Starting at the line that contains "only when set)." in the listing below, write out every line word for word until you have written the line that contains "of any field.".

### Input data

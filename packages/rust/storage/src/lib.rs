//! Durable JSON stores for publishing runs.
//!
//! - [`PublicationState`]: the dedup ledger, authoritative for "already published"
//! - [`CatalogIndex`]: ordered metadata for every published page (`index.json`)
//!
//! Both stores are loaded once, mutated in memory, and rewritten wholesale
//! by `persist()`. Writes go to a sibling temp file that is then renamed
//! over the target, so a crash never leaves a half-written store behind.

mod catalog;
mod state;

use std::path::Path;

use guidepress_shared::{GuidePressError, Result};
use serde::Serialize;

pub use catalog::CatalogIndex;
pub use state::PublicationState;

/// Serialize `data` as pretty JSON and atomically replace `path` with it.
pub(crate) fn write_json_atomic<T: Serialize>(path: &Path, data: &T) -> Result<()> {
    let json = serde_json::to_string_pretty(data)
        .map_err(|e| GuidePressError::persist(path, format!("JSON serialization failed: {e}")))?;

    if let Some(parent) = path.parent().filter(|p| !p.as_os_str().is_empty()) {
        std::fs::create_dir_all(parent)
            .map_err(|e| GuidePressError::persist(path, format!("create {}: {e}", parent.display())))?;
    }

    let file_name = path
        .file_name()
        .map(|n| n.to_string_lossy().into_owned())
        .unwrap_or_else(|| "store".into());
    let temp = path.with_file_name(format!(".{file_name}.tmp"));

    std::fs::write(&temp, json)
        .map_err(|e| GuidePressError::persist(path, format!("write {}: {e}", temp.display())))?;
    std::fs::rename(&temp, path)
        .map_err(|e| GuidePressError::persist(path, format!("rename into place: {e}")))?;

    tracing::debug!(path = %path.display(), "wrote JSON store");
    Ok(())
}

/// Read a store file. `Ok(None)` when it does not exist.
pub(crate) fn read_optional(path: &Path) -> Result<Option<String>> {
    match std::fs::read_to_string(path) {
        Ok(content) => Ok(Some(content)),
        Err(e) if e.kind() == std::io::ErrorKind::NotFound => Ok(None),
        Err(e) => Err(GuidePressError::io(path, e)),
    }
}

######
### Input data

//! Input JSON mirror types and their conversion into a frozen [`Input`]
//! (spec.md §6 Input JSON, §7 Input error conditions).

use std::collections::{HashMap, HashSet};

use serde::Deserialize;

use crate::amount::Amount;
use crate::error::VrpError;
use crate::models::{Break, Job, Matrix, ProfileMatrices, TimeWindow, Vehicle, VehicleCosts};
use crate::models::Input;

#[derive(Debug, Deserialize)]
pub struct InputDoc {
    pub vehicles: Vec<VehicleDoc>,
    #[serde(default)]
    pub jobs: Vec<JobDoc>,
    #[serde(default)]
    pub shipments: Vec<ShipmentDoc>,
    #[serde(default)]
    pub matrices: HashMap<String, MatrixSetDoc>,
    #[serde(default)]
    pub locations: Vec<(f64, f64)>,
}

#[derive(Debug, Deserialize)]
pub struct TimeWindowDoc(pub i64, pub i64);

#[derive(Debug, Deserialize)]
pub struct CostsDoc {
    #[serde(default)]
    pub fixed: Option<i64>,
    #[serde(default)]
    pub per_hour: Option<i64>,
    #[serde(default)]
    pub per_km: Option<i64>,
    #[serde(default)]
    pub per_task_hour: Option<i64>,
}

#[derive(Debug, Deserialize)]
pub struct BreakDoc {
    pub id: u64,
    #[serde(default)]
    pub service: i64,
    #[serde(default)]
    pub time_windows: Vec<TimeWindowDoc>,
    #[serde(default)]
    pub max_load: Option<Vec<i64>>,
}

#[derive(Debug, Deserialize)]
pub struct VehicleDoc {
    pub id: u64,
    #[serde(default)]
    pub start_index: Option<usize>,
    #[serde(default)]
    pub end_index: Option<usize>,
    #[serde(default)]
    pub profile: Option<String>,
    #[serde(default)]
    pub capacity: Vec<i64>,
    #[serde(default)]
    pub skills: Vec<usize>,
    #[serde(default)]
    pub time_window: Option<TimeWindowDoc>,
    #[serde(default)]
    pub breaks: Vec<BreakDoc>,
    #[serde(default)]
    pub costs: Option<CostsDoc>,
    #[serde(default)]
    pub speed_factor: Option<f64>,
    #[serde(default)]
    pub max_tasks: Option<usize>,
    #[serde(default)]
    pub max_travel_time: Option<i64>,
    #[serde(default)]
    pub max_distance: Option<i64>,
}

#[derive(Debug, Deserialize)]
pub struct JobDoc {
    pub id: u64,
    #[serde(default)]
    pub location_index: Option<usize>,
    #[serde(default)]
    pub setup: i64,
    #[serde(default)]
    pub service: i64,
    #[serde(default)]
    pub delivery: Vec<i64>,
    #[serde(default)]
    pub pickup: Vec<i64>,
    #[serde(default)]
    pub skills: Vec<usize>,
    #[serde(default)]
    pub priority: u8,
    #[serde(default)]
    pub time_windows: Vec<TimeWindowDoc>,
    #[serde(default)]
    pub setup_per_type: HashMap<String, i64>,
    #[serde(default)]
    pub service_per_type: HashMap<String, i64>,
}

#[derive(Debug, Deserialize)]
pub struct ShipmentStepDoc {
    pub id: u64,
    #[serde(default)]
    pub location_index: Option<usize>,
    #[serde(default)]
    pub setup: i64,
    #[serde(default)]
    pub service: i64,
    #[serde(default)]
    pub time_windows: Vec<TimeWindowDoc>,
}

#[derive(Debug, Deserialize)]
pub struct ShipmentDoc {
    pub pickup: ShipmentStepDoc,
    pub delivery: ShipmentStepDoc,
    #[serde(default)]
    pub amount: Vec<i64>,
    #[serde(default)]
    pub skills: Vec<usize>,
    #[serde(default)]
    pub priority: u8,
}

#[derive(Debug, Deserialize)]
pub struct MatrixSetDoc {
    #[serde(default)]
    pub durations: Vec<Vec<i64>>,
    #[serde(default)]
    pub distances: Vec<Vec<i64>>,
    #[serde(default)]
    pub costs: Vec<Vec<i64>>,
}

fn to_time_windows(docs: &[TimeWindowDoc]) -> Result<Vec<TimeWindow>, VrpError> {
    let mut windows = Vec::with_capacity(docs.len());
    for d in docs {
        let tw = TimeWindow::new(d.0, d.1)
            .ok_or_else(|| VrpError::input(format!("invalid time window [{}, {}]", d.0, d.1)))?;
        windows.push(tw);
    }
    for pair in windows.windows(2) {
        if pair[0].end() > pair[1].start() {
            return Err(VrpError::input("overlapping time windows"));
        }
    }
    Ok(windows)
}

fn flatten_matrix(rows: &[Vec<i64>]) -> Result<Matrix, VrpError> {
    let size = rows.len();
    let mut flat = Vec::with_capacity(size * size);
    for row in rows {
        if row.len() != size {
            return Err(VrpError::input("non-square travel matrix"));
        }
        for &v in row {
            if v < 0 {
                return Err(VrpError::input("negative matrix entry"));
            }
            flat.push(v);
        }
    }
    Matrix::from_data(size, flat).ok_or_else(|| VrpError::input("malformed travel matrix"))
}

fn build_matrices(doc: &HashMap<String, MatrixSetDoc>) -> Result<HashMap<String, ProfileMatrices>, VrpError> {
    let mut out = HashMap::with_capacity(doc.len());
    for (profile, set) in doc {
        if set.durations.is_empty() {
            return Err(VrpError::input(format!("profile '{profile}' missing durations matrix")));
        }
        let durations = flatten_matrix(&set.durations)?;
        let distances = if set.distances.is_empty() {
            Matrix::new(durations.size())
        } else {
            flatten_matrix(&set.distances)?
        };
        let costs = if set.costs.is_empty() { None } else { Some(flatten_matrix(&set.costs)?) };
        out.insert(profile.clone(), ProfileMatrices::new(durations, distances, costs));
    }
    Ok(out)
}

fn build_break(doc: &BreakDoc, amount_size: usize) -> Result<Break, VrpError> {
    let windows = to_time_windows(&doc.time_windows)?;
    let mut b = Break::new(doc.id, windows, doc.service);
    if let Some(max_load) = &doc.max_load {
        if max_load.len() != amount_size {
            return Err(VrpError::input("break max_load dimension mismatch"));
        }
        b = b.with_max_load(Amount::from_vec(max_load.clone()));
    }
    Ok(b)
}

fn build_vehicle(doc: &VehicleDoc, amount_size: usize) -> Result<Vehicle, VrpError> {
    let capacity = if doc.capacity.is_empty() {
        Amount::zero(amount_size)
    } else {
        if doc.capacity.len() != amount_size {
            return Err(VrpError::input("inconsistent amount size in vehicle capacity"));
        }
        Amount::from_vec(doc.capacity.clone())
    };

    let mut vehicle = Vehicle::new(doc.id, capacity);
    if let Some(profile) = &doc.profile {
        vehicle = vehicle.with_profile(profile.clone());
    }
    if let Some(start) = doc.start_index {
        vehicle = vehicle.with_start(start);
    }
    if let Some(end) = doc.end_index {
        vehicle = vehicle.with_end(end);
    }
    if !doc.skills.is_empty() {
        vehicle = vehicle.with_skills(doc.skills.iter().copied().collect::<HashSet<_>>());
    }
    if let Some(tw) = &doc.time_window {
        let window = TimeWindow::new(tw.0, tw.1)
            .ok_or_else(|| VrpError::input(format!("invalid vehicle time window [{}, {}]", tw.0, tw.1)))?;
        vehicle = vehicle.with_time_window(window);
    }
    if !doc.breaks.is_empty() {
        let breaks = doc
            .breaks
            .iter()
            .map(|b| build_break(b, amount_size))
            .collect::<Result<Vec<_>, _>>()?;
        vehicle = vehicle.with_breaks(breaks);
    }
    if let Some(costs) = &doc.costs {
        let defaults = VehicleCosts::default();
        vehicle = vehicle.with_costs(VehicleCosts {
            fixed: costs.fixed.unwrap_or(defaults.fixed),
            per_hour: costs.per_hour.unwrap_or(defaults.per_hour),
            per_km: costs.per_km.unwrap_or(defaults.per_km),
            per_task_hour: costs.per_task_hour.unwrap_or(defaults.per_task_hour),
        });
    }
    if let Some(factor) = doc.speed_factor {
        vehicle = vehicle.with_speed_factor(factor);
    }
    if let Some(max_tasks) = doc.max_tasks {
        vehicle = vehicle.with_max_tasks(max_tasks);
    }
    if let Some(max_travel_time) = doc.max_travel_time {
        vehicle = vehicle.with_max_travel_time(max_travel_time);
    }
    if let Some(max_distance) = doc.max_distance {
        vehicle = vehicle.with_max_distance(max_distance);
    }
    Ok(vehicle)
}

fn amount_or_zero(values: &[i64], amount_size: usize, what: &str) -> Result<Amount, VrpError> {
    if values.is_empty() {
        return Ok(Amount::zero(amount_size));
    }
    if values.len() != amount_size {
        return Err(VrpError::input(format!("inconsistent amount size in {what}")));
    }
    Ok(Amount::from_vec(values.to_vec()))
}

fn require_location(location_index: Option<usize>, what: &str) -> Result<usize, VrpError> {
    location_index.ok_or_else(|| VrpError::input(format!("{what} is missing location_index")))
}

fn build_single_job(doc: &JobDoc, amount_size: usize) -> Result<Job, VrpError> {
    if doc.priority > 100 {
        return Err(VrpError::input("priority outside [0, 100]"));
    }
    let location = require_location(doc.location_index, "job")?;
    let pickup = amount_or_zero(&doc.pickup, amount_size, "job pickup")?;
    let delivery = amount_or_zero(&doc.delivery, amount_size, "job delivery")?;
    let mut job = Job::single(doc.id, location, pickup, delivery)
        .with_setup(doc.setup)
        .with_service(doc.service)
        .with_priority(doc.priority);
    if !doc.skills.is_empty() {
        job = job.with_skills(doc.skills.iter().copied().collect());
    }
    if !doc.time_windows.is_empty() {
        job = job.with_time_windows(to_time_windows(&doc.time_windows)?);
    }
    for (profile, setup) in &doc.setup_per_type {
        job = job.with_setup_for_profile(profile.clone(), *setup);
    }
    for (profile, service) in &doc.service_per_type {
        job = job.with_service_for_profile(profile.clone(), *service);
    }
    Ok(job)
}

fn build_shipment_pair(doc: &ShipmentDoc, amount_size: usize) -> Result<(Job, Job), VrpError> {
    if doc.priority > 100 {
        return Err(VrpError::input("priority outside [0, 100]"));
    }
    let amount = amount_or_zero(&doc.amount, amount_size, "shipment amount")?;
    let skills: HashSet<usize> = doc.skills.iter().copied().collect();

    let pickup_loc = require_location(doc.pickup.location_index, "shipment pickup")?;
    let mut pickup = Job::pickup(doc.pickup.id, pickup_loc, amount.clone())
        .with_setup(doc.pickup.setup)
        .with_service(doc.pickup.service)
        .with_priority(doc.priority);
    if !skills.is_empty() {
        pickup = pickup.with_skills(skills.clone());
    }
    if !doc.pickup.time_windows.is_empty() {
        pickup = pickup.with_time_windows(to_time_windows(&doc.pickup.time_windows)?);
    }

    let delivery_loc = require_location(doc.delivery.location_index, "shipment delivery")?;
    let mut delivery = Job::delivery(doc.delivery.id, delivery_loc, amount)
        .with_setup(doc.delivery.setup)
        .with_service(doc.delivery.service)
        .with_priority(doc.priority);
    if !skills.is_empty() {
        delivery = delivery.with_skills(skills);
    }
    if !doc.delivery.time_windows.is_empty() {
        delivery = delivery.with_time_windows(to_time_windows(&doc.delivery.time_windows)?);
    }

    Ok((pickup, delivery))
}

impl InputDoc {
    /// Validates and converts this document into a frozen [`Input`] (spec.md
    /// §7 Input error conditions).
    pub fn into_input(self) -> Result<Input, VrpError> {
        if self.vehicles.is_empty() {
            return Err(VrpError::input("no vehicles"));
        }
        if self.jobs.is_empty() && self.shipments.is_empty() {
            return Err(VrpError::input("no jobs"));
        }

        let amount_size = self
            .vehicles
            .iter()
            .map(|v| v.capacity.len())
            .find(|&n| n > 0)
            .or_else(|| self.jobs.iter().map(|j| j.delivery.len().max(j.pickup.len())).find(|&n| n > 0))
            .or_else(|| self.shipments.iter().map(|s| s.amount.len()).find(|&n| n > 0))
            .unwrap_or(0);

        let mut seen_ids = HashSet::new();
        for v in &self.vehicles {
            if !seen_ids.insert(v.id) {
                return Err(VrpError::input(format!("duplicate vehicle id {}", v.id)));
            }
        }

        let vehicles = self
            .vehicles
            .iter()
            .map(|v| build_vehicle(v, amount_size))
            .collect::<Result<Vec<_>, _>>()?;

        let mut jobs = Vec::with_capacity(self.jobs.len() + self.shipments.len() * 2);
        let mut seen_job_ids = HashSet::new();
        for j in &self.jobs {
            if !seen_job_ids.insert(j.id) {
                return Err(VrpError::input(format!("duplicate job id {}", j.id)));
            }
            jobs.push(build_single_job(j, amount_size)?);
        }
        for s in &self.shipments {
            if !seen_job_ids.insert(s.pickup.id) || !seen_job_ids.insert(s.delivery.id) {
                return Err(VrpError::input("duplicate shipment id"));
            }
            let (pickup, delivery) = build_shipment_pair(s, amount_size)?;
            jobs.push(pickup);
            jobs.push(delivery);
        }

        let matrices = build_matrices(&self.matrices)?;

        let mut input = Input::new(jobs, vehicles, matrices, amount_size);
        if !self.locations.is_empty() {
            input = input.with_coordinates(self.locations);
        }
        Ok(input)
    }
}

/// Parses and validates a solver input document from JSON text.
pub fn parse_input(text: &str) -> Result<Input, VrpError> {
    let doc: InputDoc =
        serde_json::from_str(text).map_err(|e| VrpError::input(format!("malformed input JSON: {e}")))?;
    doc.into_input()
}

######
### Input data

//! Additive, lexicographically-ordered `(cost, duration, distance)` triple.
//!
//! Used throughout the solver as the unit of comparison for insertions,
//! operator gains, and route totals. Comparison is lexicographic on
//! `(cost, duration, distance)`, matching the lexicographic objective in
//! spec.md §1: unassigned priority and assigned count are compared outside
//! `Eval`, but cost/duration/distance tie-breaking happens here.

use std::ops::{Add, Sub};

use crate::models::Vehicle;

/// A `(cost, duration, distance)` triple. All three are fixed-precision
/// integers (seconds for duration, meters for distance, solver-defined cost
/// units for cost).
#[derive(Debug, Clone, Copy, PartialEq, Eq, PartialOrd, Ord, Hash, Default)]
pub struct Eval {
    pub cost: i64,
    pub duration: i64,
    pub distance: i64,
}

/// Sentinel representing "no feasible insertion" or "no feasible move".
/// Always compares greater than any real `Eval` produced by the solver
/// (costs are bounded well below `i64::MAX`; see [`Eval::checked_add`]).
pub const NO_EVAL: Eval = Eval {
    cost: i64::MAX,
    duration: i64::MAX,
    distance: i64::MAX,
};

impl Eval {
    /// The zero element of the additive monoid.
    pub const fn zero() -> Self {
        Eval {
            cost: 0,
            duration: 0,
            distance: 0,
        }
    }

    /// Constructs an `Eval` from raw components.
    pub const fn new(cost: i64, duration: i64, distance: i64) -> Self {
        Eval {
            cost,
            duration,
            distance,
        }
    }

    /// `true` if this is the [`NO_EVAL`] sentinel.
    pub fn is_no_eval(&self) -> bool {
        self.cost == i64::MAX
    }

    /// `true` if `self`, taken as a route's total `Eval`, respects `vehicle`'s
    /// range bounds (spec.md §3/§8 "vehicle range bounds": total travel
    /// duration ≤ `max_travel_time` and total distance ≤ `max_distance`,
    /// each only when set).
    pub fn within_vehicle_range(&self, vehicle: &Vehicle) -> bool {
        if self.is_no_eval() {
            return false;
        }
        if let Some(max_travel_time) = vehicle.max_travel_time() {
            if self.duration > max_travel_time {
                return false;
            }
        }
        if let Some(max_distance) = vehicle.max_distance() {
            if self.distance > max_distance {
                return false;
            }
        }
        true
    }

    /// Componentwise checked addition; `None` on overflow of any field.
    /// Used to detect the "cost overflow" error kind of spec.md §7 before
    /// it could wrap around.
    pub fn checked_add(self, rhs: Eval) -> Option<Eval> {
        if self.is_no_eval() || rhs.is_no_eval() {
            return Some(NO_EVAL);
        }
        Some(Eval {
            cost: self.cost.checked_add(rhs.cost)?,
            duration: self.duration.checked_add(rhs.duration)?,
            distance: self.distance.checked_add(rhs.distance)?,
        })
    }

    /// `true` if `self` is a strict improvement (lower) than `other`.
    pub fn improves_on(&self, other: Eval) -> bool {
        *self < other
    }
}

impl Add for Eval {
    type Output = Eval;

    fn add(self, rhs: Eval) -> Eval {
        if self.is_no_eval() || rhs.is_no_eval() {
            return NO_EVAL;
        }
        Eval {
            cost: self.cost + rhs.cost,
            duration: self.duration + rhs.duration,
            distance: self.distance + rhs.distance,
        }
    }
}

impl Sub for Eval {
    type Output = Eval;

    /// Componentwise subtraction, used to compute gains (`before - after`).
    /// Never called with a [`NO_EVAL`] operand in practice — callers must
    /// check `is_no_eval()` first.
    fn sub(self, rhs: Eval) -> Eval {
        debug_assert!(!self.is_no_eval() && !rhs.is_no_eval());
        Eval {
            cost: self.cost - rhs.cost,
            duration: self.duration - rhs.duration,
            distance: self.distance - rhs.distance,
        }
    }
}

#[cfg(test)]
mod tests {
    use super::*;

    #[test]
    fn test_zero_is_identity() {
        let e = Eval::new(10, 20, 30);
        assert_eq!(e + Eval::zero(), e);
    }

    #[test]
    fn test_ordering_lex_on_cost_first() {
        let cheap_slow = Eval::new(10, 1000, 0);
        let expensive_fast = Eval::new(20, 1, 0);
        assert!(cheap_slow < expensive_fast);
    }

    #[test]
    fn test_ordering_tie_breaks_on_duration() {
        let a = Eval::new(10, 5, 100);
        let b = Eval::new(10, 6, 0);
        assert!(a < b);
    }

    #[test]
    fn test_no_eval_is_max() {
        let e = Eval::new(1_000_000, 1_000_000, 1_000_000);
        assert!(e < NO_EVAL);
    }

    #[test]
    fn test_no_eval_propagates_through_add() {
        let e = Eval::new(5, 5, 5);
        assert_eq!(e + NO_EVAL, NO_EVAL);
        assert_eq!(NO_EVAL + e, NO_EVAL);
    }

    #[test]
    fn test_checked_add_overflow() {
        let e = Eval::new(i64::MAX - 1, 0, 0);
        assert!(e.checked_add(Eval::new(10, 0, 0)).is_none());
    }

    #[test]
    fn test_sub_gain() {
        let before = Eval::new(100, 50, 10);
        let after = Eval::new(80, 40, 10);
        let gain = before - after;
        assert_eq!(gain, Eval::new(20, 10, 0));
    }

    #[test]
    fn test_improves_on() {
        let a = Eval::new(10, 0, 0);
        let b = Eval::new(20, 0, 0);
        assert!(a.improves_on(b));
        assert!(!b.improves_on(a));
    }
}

######

### Solved problem
    /// each only when set).
    pub fn within_vehicle_range(&self, vehicle: &Vehicle) -> bool {
        if self.is_no_eval() {
            return false;
        }
        if let Some(max_travel_time) = vehicle.max_travel_time() {
            if self.duration > max_travel_time {
                return false;
            }
        }
        if let Some(max_distance) = vehicle.max_distance() {
            if self.distance > max_distance {
                return false;
            }
        }
        true
    }

    /// Componentwise checked addition; `None` on overflow of any field.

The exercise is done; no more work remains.